2.Compared with the blank control group, a total of 290 (137 up-regulated proteins and 153 down-regulated proteins) and 832 (396 up-regulated proteins and 436 down-regulated proteins) differentially expressed in the colon and spleen of oxaliplatin-treated mice were identified by label-free proteomic quantitative technology, respectively.

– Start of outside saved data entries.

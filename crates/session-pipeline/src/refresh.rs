//! Single-flight token refresh
//!
//! However many requests hit a 401 at once, at most one refresh call is on
//! the wire. The first caller spawns the refresh task; everyone arriving
//! while it runs awaits the same shared outcome. The task is spawned so a
//! caller dropping its request does not cancel the refresh for the rest.
//!
//! A successful refresh is written with the epoch it started under. If the
//! user logged out (or logged in again) meanwhile, the new pair is
//! discarded. A failed refresh ends the session only when both stored
//! tokens have expired locally; the clear happens inside the shared task so
//! it runs once no matter how many callers are waiting.

use std::sync::Arc;
use std::time::Duration;

use chrono::Utc;
use futures::FutureExt;
use futures::future::{BoxFuture, Shared};
use session_auth::{CredentialStore, TokenPair};
use tokio::sync::Mutex;
use tokio::task::AbortHandle;
use tracing::{debug, info, warn};

use crate::policy::{self, Decision, TokenValidity};

#[derive(Debug, Clone, Copy, PartialEq, Eq)]
pub enum FailureCause {
    /// Nothing stored to refresh with
    NoSession,
    /// Auth server refused the refresh token
    Rejected,
    /// Auth server errored or answered with something unreadable
    Server,
    Network,
    Timeout,
    /// Logout or a new login landed while the refresh was in flight
    Superseded,
    /// The renewed pair could not be persisted
    Store,
    /// Refresh task was aborted (shutdown)
    Aborted,
}

impl FailureCause {
    pub fn label(&self) -> &'static str {
        match self {
            FailureCause::NoSession => "no_session",
            FailureCause::Rejected => "rejected",
            FailureCause::Server => "server_error",
            FailureCause::Network => "network_error",
            FailureCause::Timeout => "timeout",
            FailureCause::Superseded => "superseded",
            FailureCause::Store => "store_error",
            FailureCause::Aborted => "aborted",
        }
    }
}

#[derive(Debug, Clone)]
pub struct RefreshFailure {
    pub cause: FailureCause,
    pub reason: String,
    /// The store no longer holds a session.
    pub session_ended: bool,
}

#[derive(Debug, Clone)]
pub enum RefreshOutcome {
    Renewed(TokenPair),
    Failed(RefreshFailure),
}

struct RefreshContext {
    store: Arc<CredentialStore>,
    client: reqwest::Client,
    auth_base_url: String,
    timeout: Duration,
    access_ttl: Duration,
}

struct InFlight {
    outcome: Shared<BoxFuture<'static, RefreshOutcome>>,
    abort: AbortHandle,
}

impl InFlight {
    fn is_running(&self) -> bool {
        !self.abort.is_finished()
    }
}

/// Owner of the one in-flight refresh.
pub struct RefreshCoordinator {
    ctx: Arc<RefreshContext>,
    in_flight: Mutex<Option<InFlight>>,
}

impl RefreshCoordinator {
    pub fn new(
        store: Arc<CredentialStore>,
        client: reqwest::Client,
        auth_base_url: impl Into<String>,
        timeout: Duration,
        access_ttl: Duration,
    ) -> Self {
        Self {
            ctx: Arc::new(RefreshContext {
                store,
                client,
                auth_base_url: auth_base_url.into(),
                timeout,
                access_ttl,
            }),
            in_flight: Mutex::new(None),
        }
    }

    /// Join the running refresh, or start one if none is running.
    pub async fn refresh(&self) -> RefreshOutcome {
        let outcome = {
            let mut slot = self.in_flight.lock().await;
            match slot.as_ref() {
                Some(in_flight) if in_flight.is_running() => {
                    debug!("joining in-flight token refresh");
                    in_flight.outcome.clone()
                }
                _ => {
                    debug!("starting token refresh");
                    let handle = tokio::spawn(run(self.ctx.clone()));
                    let abort = handle.abort_handle();
                    let outcome = async move {
                        handle.await.unwrap_or_else(|e| {
                            RefreshOutcome::Failed(RefreshFailure {
                                cause: FailureCause::Aborted,
                                reason: format!("refresh task ended early: {e}"),
                                session_ended: false,
                            })
                        })
                    }
                    .boxed()
                    .shared();
                    *slot = Some(InFlight {
                        outcome: outcome.clone(),
                        abort,
                    });
                    outcome
                }
            }
        };

        let result = outcome.clone().await;

        let mut slot = self.in_flight.lock().await;
        if slot
            .as_ref()
            .is_some_and(|in_flight| in_flight.outcome.ptr_eq(&outcome))
        {
            *slot = None;
        }
        result
    }

    pub async fn is_in_flight(&self) -> bool {
        self.in_flight
            .lock()
            .await
            .as_ref()
            .is_some_and(InFlight::is_running)
    }

    /// Abort a running refresh. Returns whether there was one.
    pub async fn abandon(&self) -> bool {
        match self.in_flight.lock().await.take() {
            Some(in_flight) if in_flight.is_running() => {
                in_flight.abort.abort();
                info!("aborted in-flight token refresh");
                true
            }
            _ => false,
        }
    }
}

fn record_outcome(outcome: &str) {
    metrics::counter!("session_refresh_total", "outcome" => outcome.to_string()).increment(1);
}

async fn run(ctx: Arc<RefreshContext>) -> RefreshOutcome {
    let (tokens, epoch) = ctx.store.tokens_with_epoch().await;
    let Some(previous) = tokens else {
        return fallback(
            &ctx,
            epoch,
            FailureCause::NoSession,
            "no refresh token stored".into(),
        )
        .await;
    };

    let issued_at = Utc::now();
    let result = session_auth::refresh_token(
        &ctx.client,
        &ctx.auth_base_url,
        &previous.refresh_token,
        ctx.timeout,
    )
    .await;

    let refreshed = match result {
        Ok(refreshed) => refreshed,
        Err(e) => {
            let cause = match &e {
                session_auth::Error::Timeout(_) => FailureCause::Timeout,
                session_auth::Error::Http(_) => FailureCause::Network,
                session_auth::Error::InvalidCredentials(_) => FailureCause::Rejected,
                _ => FailureCause::Server,
            };
            warn!(
                error = %e,
                cause = cause.label(),
                transport = e.is_transport(),
                "token refresh failed"
            );
            return fallback(&ctx, epoch, cause, e.to_string()).await;
        }
    };

    let pair = refreshed.into_pair(&previous, issued_at, ctx.access_ttl);
    match ctx.store.replace_tokens(epoch, pair.clone()).await {
        Ok(true) => {
            info!(epoch, "access token renewed");
            record_outcome("renewed");
            RefreshOutcome::Renewed(pair)
        }
        Ok(false) => {
            let session_ended = !ctx.store.is_logged_in().await;
            info!(session_ended, "session changed during refresh, discarded renewed tokens");
            record_outcome(FailureCause::Superseded.label());
            RefreshOutcome::Failed(RefreshFailure {
                cause: FailureCause::Superseded,
                reason: "session changed while refreshing".into(),
                session_ended,
            })
        }
        Err(e) => {
            warn!(error = %e, "failed to persist renewed tokens");
            record_outcome(FailureCause::Store.label());
            RefreshOutcome::Failed(RefreshFailure {
                cause: FailureCause::Store,
                reason: e.to_string(),
                session_ended: false,
            })
        }
    }
}

/// Keep the session if a stored token is still usable, otherwise end it.
async fn fallback(
    ctx: &RefreshContext,
    epoch: u64,
    cause: FailureCause,
    reason: String,
) -> RefreshOutcome {
    let now = Utc::now();
    let validity = TokenValidity {
        access: ctx.store.is_access_valid(now).await,
        refresh: ctx.store.is_refresh_valid(now).await,
    };
    record_outcome(cause.label());

    if policy::after_refresh_failure(validity) != Decision::HardLogout {
        info!(
            access_valid = validity.access,
            refresh_valid = validity.refresh,
            "keeping session, stored tokens are still time-valid"
        );
        return RefreshOutcome::Failed(RefreshFailure {
            cause,
            reason,
            session_ended: false,
        });
    }

    match ctx.store.clear_if(epoch).await {
        Ok(cleared) => {
            if cleared {
                warn!(cause = cause.label(), "both tokens expired, session ended");
                metrics::counter!("session_logout_total", "reason" => "refresh_failed")
                    .increment(1);
            }
            RefreshOutcome::Failed(RefreshFailure {
                cause,
                reason,
                session_ended: !ctx.store.is_logged_in().await,
            })
        }
        Err(e) => {
            warn!(error = %e, "failed to clear expired session");
            RefreshOutcome::Failed(RefreshFailure {
                cause: FailureCause::Store,
                reason: e.to_string(),
                session_ended: false,
            })
        }
    }
}
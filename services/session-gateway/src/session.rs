//! Session endpoints
//!
//! - POST /session/login  - exchange credentials, persist the session
//! - POST /session/logout - clear the session (204 whether or not one existed)
//! - GET  /session        - token-free session summary and current state

use std::sync::Arc;

use axum::Json;
use axum::extract::State;
use axum::http::StatusCode;
use axum::response::{IntoResponse, Response};
use bytes::Bytes;
use serde::Serialize;
use session_auth::{LoginRequest, SessionSummary};
use session_pipeline::SessionManager;
use tracing::{info, warn};

use crate::error::{json_error, pipeline_error_response};
use crate::service::new_request_id;

#[derive(Serialize)]
struct SessionStatus {
    state: &'static str,
    #[serde(flatten)]
    summary: SessionSummary,
}

/// POST /session/login
///
/// Body: `{username, password, loginType?, captchaToken?}`. Returns the
/// identity on success. The password never reaches a log line.
pub async fn login(State(manager): State<Arc<SessionManager>>, body: Bytes) -> Response {
    let request_id = new_request_id();
    let request: LoginRequest = match serde_json::from_slice(&body) {
        Ok(r) => r,
        Err(e) => {
            return json_error(
                StatusCode::BAD_REQUEST,
                "invalid_request",
                &format!("invalid login body: {e}"),
                None,
                false,
                &request_id,
            );
        }
    };

    match manager.login(&request).await {
        Ok(identity) => {
            info!(user_id = %identity.user_id, "login via gateway");
            (
                StatusCode::OK,
                Json(serde_json::json!({
                    "identity": identity,
                    "state": manager.state().await.label(),
                })),
            )
                .into_response()
        }
        Err(e) => {
            warn!(error = %e, username = %request.username, "login failed");
            pipeline_error_response(&e, &request_id)
        }
    }
}

/// POST /session/logout
pub async fn logout(State(manager): State<Arc<SessionManager>>) -> Response {
    match manager.logout().await {
        Ok(ended) => {
            info!(ended, "logout via gateway");
            StatusCode::NO_CONTENT.into_response()
        }
        Err(e) => pipeline_error_response(&e, &new_request_id()),
    }
}

/// GET /session
pub async fn status(State(manager): State<Arc<SessionManager>>) -> Response {
    let status = SessionStatus {
        state: manager.state().await.label(),
        summary: manager.summary().await,
    };
    (StatusCode::OK, Json(status)).into_response()
}
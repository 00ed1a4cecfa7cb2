//! Outbound request and buffered response

use bytes::Bytes;
use reqwest::Method;
use reqwest::StatusCode;
use reqwest::header::{AUTHORIZATION, CONTENT_TYPE, HeaderMap, HeaderName, HeaderValue};
use serde::Serialize;
use serde::de::DeserializeOwned;

use crate::error::{Error, Result};
use crate::retry::RetryPolicy;

/// A request waiting to be sent through the pipeline.
///
/// `url` is either absolute or a path relative to the configured API base.
/// The body is buffered so the request can be replayed after a refresh.
#[derive(Debug, Clone)]
pub struct PendingRequest {
    method: Method,
    url: String,
    headers: HeaderMap,
    body: Option<Bytes>,
    retry: RetryPolicy,
}

impl PendingRequest {
    pub fn new(method: Method, url: impl Into<String>) -> Self {
        Self {
            method,
            url: url.into(),
            headers: HeaderMap::new(),
            body: None,
            retry: RetryPolicy::default(),
        }
    }

    pub fn get(url: impl Into<String>) -> Self {
        Self::new(Method::GET, url)
    }

    pub fn post(url: impl Into<String>) -> Self {
        Self::new(Method::POST, url)
    }

    pub fn header(mut self, name: HeaderName, value: HeaderValue) -> Self {
        self.headers.insert(name, value);
        self
    }

    pub fn headers(mut self, headers: HeaderMap) -> Self {
        self.headers = headers;
        self
    }

    pub fn body(mut self, body: impl Into<Bytes>) -> Self {
        self.body = Some(body.into());
        self
    }

    /// Serialize `value` as the JSON body.
    pub fn json<T: Serialize + ?Sized>(mut self, value: &T) -> Result<Self> {
        let body = serde_json::to_vec(value)
            .map_err(|e| Error::InvalidRequest(format!("serializing body: {e}")))?;
        self.headers
            .insert(CONTENT_TYPE, HeaderValue::from_static("application/json"));
        self.body = Some(Bytes::from(body));
        Ok(self)
    }

    pub fn method(&self) -> &Method {
        &self.method
    }

    pub fn url(&self) -> &str {
        &self.url
    }

    pub fn header_map(&self) -> &HeaderMap {
        &self.headers
    }

    pub fn body_bytes(&self) -> Option<&Bytes> {
        self.body.as_ref()
    }

    pub fn retry(&self) -> RetryPolicy {
        self.retry
    }

    /// Copy of this request marked as the replay, or `None` if it already
    /// was one.
    pub fn into_retry(self) -> Option<Self> {
        let retry = self.retry.next()?;
        Some(Self { retry, ..self })
    }

    /// Set `Authorization: Bearer <token>`, replacing any existing value.
    pub(crate) fn with_bearer(mut self, token: &str) -> Result<Self> {
        let mut value = HeaderValue::from_str(&format!("Bearer {token}"))
            .map_err(|e| Error::InvalidRequest(format!("access token is not a valid header: {e}")))?;
        value.set_sensitive(true);
        self.headers.insert(AUTHORIZATION, value);
        Ok(self)
    }

    /// Token this request will present, if any.
    pub fn bearer_token(&self) -> Option<&str> {
        self.headers
            .get(AUTHORIZATION)?
            .to_str()
            .ok()?
            .strip_prefix("Bearer ")
    }
}

/// A fully buffered upstream response.
#[derive(Debug, Clone)]
pub struct ApiResponse {
    pub status: StatusCode,
    pub headers: HeaderMap,
    pub body: Bytes,
}

impl ApiResponse {
    pub fn is_success(&self) -> bool {
        self.status.is_success()
    }

    pub fn json<T: DeserializeOwned>(&self) -> Result<T> {
        serde_json::from_slice(&self.body).map_err(|e| Error::Decode(e.to_string()))
    }

    pub fn text(&self) -> String {
        String::from_utf8_lossy(&self.body).into_owned()
    }
}
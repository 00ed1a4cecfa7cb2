//! Authenticated request pipeline for the compliance API
//!
//! Every outbound call goes through `SessionManager`, which:
//! 1. Injects `Authorization: Bearer <access>` from the credential store
//! 2. Sends the request with a fixed timeout
//! 3. Runs the response through the guard (2xx and ordinary errors pass,
//!    403 is a permission error, 401 goes to the policy evaluator)
//! 4. On an ordinary 401, joins or starts the single shared refresh and
//!    replays the request exactly once
//! 5. On `sessionExpired`, or a failed refresh with both tokens locally
//!    expired, clears the store and reports `SessionExpired`
//!
//! Transport failures never touch session state.

pub mod error;
pub mod guard;
pub mod pipeline;
pub mod policy;
pub mod refresh;
pub mod request;
pub mod retry;

pub use error::{Error, ErrorKind, Result};
pub use guard::{UnauthorizedSignal, Verdict};
pub use pipeline::{DEFAULT_MAX_RESPONSE_BYTES, PipelineConfig, SessionManager};
pub use policy::{Decision, SessionState, TokenValidity};
pub use refresh::{FailureCause, RefreshCoordinator, RefreshFailure, RefreshOutcome};
pub use request::{ApiResponse, PendingRequest};
pub use retry::RetryPolicy;
pub use tokio_util::sync::CancellationToken;
#[cfg(test)]
mod tests {
    use super::*;
    use wiremock::matchers::{body_json, method, path};
    use wiremock::{Mock, MockServer, ResponseTemplate};

    const TIMEOUT: Duration = Duration::from_secs(5);

    fn login_request() -> LoginRequest {
        serde_json::from_value(serde_json::json!({
            "username": "dana",
            "password": "pa55",
            "loginType": "password",
            "captchaToken": "cap-1"
        }))
        .unwrap()
    }

    fn previous_pair() -> TokenPair {
        TokenPair {
            access_token: "A1".into(),
            refresh_token: "R1".into(),
            access_expires_at: Some(Expiry::Millis(1)),
            refresh_expires_at: Some(Expiry::Millis(4_102_444_800_000)),
        }
    }

    #[test]
    fn login_request_debug_hides_password_and_captcha() {
        let debug = format!("{:?}", login_request());
        assert!(!debug.contains("pa55"));
        assert!(!debug.contains("cap-1"));
        assert!(debug.contains("dana"));
    }

    #[test]
    fn login_type_defaults_when_omitted() {
        let request: LoginRequest =
            serde_json::from_str(r#"{"username":"dana","password":"x"}"#).unwrap();
        assert_eq!(request.login_type, DEFAULT_LOGIN_TYPE);
        assert!(request.captcha_token.is_none());
    }

    #[tokio::test]
    async fn login_posts_form_and_parses_pair() {
        let server = MockServer::start().await;
        Mock::given(method("POST"))
            .and(path("/auth/login"))
            .and(body_json(serde_json::json!({
                "username": "dana",
                "password": "pa55",
                "loginType": "password",
                "captchaToken": "cap-1"
            })))
            .respond_with(ResponseTemplate::new(200).set_body_json(serde_json::json!({
                "accessToken": "A1",
                "refreshToken": "R1",
                "accessExpiresAt": 4102444800000i64,
                "refreshExpiresAt": "2100-01-01T00:00:00Z",
                "identity": {"userId": 42, "tenantId": "acme", "role": "admin"}
            })))
            .expect(1)
            .mount(&server)
            .await;

        let client = reqwest::Client::new();
        let response = login(&client, &server.uri(), &login_request(), TIMEOUT)
            .await
            .unwrap();
        let (tokens, identity) = response.into_parts();

        assert_eq!(tokens.access_token, "A1");
        assert_eq!(tokens.refresh_token, "R1");
        assert_eq!(tokens.access_expires_at, Some(Expiry::Millis(4_102_444_800_000)));
        assert_eq!(identity.user_id, "42");
        assert_eq!(identity.tenant_id.as_deref(), Some("acme"));
    }

    #[tokio::test]
    async fn login_rejection_is_invalid_credentials() {
        let server = MockServer::start().await;
        Mock::given(method("POST"))
            .and(path("/auth/login"))
            .respond_with(ResponseTemplate::new(401).set_body_string("bad password"))
            .mount(&server)
            .await;

        let client = reqwest::Client::new();
        let result = login(&client, &server.uri(), &login_request(), TIMEOUT).await;
        assert!(matches!(result, Err(Error::InvalidCredentials(_))));
    }

    #[tokio::test]
    async fn refresh_success_returns_new_access_token() {
        let server = MockServer::start().await;
        Mock::given(method("POST"))
            .and(path("/auth/refresh"))
            .and(body_json(serde_json::json!({"refreshToken": "R1"})))
            .respond_with(ResponseTemplate::new(200).set_body_json(serde_json::json!({
                "status": "success",
                "accessToken": "A2",
                "refreshToken": "R2"
            })))
            .expect(1)
            .mount(&server)
            .await;

        let client = reqwest::Client::new();
        let refreshed = refresh_token(&client, &format!("{}/", server.uri()), "R1", TIMEOUT)
            .await
            .unwrap();
        assert_eq!(refreshed.access_token, "A2");
        assert_eq!(refreshed.refresh_token.as_deref(), Some("R2"));
    }

    #[tokio::test]
    async fn refresh_status_error_is_rejection() {
        let server = MockServer::start().await;
        Mock::given(method("POST"))
            .and(path("/auth/refresh"))
            .respond_with(ResponseTemplate::new(200).set_body_json(serde_json::json!({
                "status": "error",
                "message": "refresh token revoked"
            })))
            .mount(&server)
            .await;

        let client = reqwest::Client::new();
        let err = refresh_token(&client, &server.uri(), "R1", TIMEOUT)
            .await
            .err()
            .unwrap();
        assert!(matches!(err, Error::InvalidCredentials(ref m) if m.contains("revoked")));
        assert!(!err.is_transport());
    }

    #[tokio::test]
    async fn refresh_success_tolerates_message_and_reason_together() {
        let server = MockServer::start().await;
        Mock::given(method("POST"))
            .and(path("/auth/refresh"))
            .respond_with(ResponseTemplate::new(200).set_body_json(serde_json::json!({
                "status": "success",
                "accessToken": "A2",
                "message": "ok",
                "reason": "rotated"
            })))
            .expect(1)
            .mount(&server)
            .await;

        let client = reqwest::Client::new();
        let refreshed = refresh_token(&client, &server.uri(), "R1", TIMEOUT)
            .await
            .unwrap();
        assert_eq!(refreshed.access_token, "A2");
        assert!(refreshed.refresh_token.is_none());
    }

    #[tokio::test]
    async fn refresh_success_tolerates_odd_informational_fields() {
        let server = MockServer::start().await;
        Mock::given(method("POST"))
            .and(path("/auth/refresh"))
            .respond_with(ResponseTemplate::new(200).set_body_json(serde_json::json!({
                "status": 0,
                "accessToken": "A2",
                "refreshToken": "R2",
                "reason": {"code": "ROTATED"}
            })))
            .mount(&server)
            .await;

        let client = reqwest::Client::new();
        let refreshed = refresh_token(&client, &server.uri(), "R1", TIMEOUT)
            .await
            .unwrap();
        assert_eq!(refreshed.access_token, "A2");
        assert_eq!(refreshed.refresh_token.as_deref(), Some("R2"));
    }

    #[tokio::test]
    async fn refresh_rejection_reason_falls_back_to_message() {
        let server = MockServer::start().await;
        Mock::given(method("POST"))
            .and(path("/auth/refresh"))
            .respond_with(ResponseTemplate::new(200).set_body_json(serde_json::json!({
                "status": "error",
                "reason": null,
                "message": "refresh token revoked"
            })))
            .mount(&server)
            .await;

        let client = reqwest::Client::new();
        let err = refresh_token(&client, &server.uri(), "R1", TIMEOUT)
            .await
            .err()
            .unwrap();
        assert!(matches!(err, Error::InvalidCredentials(ref m) if m.contains("revoked")), "got {err:?}");
    }

    #[tokio::test]
    async fn refresh_401_is_rejection() {
        let server = MockServer::start().await;
        Mock::given(method("POST"))
            .and(path("/auth/refresh"))
            .respond_with(ResponseTemplate::new(401))
            .mount(&server)
            .await;

        let client = reqwest::Client::new();
        let result = refresh_token(&client, &server.uri(), "R1", TIMEOUT).await;
        assert!(matches!(result, Err(Error::InvalidCredentials(_))));
    }

    #[tokio::test]
    async fn refresh_5xx_is_token_exchange_error() {
        let server = MockServer::start().await;
        Mock::given(method("POST"))
            .and(path("/auth/refresh"))
            .respond_with(ResponseTemplate::new(503))
            .mount(&server)
            .await;

        let client = reqwest::Client::new();
        let result = refresh_token(&client, &server.uri(), "R1", TIMEOUT).await;
        assert!(matches!(result, Err(Error::TokenExchange(_))));
    }

    #[tokio::test]
    async fn refresh_unreachable_is_transport_error() {
        let client = reqwest::Client::new();
        let err = refresh_token(&client, "http://127.0.0.1:1", "R1", TIMEOUT)
            .await
            .err()
            .unwrap();
        assert!(matches!(err, Error::Http(_)), "got {err:?}");
        assert!(err.is_transport());
    }

    #[tokio::test]
    async fn refresh_slower_than_timeout_is_timeout() {
        let server = MockServer::start().await;
        Mock::given(method("POST"))
            .and(path("/auth/refresh"))
            .respond_with(
                ResponseTemplate::new(200)
                    .set_delay(Duration::from_secs(2))
                    .set_body_json(serde_json::json!({"status": "success", "accessToken": "A2"})),
            )
            .mount(&server)
            .await;

        let client = reqwest::Client::new();
        let err = refresh_token(&client, &server.uri(), "R1", Duration::from_millis(100))
            .await
            .err()
            .unwrap();
        assert!(matches!(err, Error::Timeout(_)), "got {err:?}");
    }

    #[test]
    fn into_pair_keeps_refresh_token_when_not_rotated() {
        let issued_at = Utc::now();
        let refreshed = RefreshedTokens {
            access_token: "A2".into(),
            refresh_token: None,
            access_expires_at: None,
            refresh_expires_at: None,
        };

        let pair = refreshed.into_pair(&previous_pair(), issued_at, Duration::from_secs(900));
        assert_eq!(pair.access_token, "A2");
        assert_eq!(pair.refresh_token, "R1");
        assert_eq!(pair.refresh_expires_at, Some(Expiry::Millis(4_102_444_800_000)));
        assert_eq!(
            pair.access_expires_at,
            Some(Expiry::Millis(
                (issued_at + chrono::Duration::seconds(900)).timestamp_millis()
            ))
        );
    }

    #[test]
    fn into_pair_takes_rotated_refresh_token_and_server_expiries() {
        let refreshed = RefreshedTokens {
            access_token: "A2".into(),
            refresh_token: Some("R2".into()),
            access_expires_at: Some(Expiry::Millis(5)),
            refresh_expires_at: Some(Expiry::Millis(6)),
        };

        let pair = refreshed.into_pair(&previous_pair(), Utc::now(), Duration::from_secs(900));
        assert_eq!(pair.refresh_token, "R2");
        assert_eq!(pair.access_expires_at, Some(Expiry::Millis(5)));
        assert_eq!(pair.refresh_expires_at, Some(Expiry::Millis(6)));
    }
}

Compared with the chemotherapy group, 91 (61 up-regulated and 30 down-regulated proteins) and 736 (409 up-regulated and 327 down-regulated proteins) differentially expressed proteins were identified in the colon and spleen of IVIG treated chemotherapy-injured mice, respectively.

3.GO, KEGG and protein interaction analysis showed that oxaliplatin caused chemotherapy damage in mice by reducing the expression levels of proteins related to interferon response and synaptic membrane assembly process (in the colon tissues), and proteins involved in DNA replication and DNA damage repair (in the spleen tissues). IVIG may improve the chemotherapeutic damage in mice by promoting the expression of proteins related to complement response, acute phase response and synaptic membrane assembly process (in the colon tissues), and proteins involved in DNA replication, DNA damage repair and oxidative phosphorylation (in the spleen tissues). 

4.PRM results showed that Itagm (CD11b) may be a key protein in the action of oxaliplatin and IVIG.

Conclusion 

IVIG significantly improve oxaliplatin-induced chemotherapy injury.